The Chancellor is due to deliver his next Budget on 27 October, the second this calendar year. Increases in NIC and income tax on dividends from April 2022 have just been announced, and the corporation tax rate is also due to increase to 25% from April 2023. Will there be further significant tax rate changes, or will we see more of a tinkering around the edges, such as changes to allowances and reliefs?
NICs and income tax: recent announcements
Despite a manifesto commitment not to raise rates of income tax or NICs, NICs and income tax on dividends will both increase by 1.25% from April 2022, forming a new ‘health and social care levy’. As this was announced recently, further changes to income tax rates at the Budget seem unlikely. Targeted changes to income tax are a possibility, for example tackling specific income sources, or changes to allowances and reliefs. For some time, there has been speculation that NIC for the self-employed could be aligned with employee rates, but again, this now seems less likely to come in imminently.
Capital gains tax (CGT): an easy target?
The Office of Tax Simplification (OTS) review of CGT concluded in May, and the two reports recommended sweeping changes such as aligning CGT rates with income tax, removing the capital gains uplift on death, and reducing allowances. Other more technical recommendations include changes to what is defined as a capital gain as opposed to income, for example when extracting profits from a small company.
Significant increases to the CGT rate, or changes affecting small companies, could, however, risk discouraging potential entrepreneurs, stunting growth and job creation. Given the need for economic recovery, the Chancellor may protect reliefs that encourage investment and entrepreneurship. Options could be a smaller rate rise, say to 30%, CGT rate increases only on disposals of more passive types of investment, such as on rental property, as well as more technical changes to CGT reliefs.

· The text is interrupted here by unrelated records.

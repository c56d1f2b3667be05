//! Core type definitions using newtype patterns for type safety.
//!
//! These types prevent common logic errors by making invalid states unrepresentable
//! at compile time.

mod port;
mod scan_id;
mod target;

pub use port::{Port, PortError, PortList, PortPreset};
pub use scan_id::ScanId;
pub use target::{expand, HostList, TargetError, TargetSpec};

Immediate changes are possible, so subject to investment decisions consideration could be given to accelerating planned disposals or gifts whilst the CGT rates are known and remain low. Alternatively, the Government could choose to give notice of a future increase to incentivise disposals and accelerate CGT receipts.
Any action taken in anticipation of changes does involve significant risk. For example, CGT rates may not change as you expect, although rates falling is very unlikely, action taken before the next Budget could be caught by a subsequent change.
Pension contributions: is higher rate relief at risk?
A concern before every Budget is the availability of income tax relief on contributions to registered pension schemes.
Currently, income tax relief on contributions is given at the taxpayer’s marginal rate, which for some is 40% or 45%. If the Chancellor chose to restrict this to the basic rate of 20%, or limit contribution allowances further, this could significantly affect retirement planning for many taxpayers.
Previous changes to tax relief on pensions include the tapered annual allowance, whereby high earners had a reduced yearly contribution limit, and the introduction of the lifetime allowance, with charges for taxpayers who exceeded the total contribution threshold. Both allowances are potential targets for ‘tinkering around the edge’ of pension tax relief and could be preferred over the removal of higher rate relief on the contribution itself.
Now is a good time to talk to your adviser about your pension position, and whether or not it is appropriate in your circumstances to make a pension contribution in advance of the Budget.
A potential increase in inheritance tax (IHT)?
Over the last few years, reports suggesting the reform of IHT have been published by the OTS as well as an All-Party Parliamentary Group. Particular areas focused on include the rules on lifetime gifts, the exemptions, and the CGT-free uplift on death.
Although with the residential nil rate band many estates are tax free, lifetime gifts form an important aspect of succession planning too. You may wish to review and discuss your succession planning with an adviser, and in particular, the timing of any gifts.
Tax administration strategy
Other significant structural changes are planned under the Government’s ten-year tax administration strategy, and we expect further announcements on these at the Budget. You can read more on how Making Tax Digital (MTD) for income tax and basis period reform, now delayed until April 2024, may affect the self-employed and partnerships here.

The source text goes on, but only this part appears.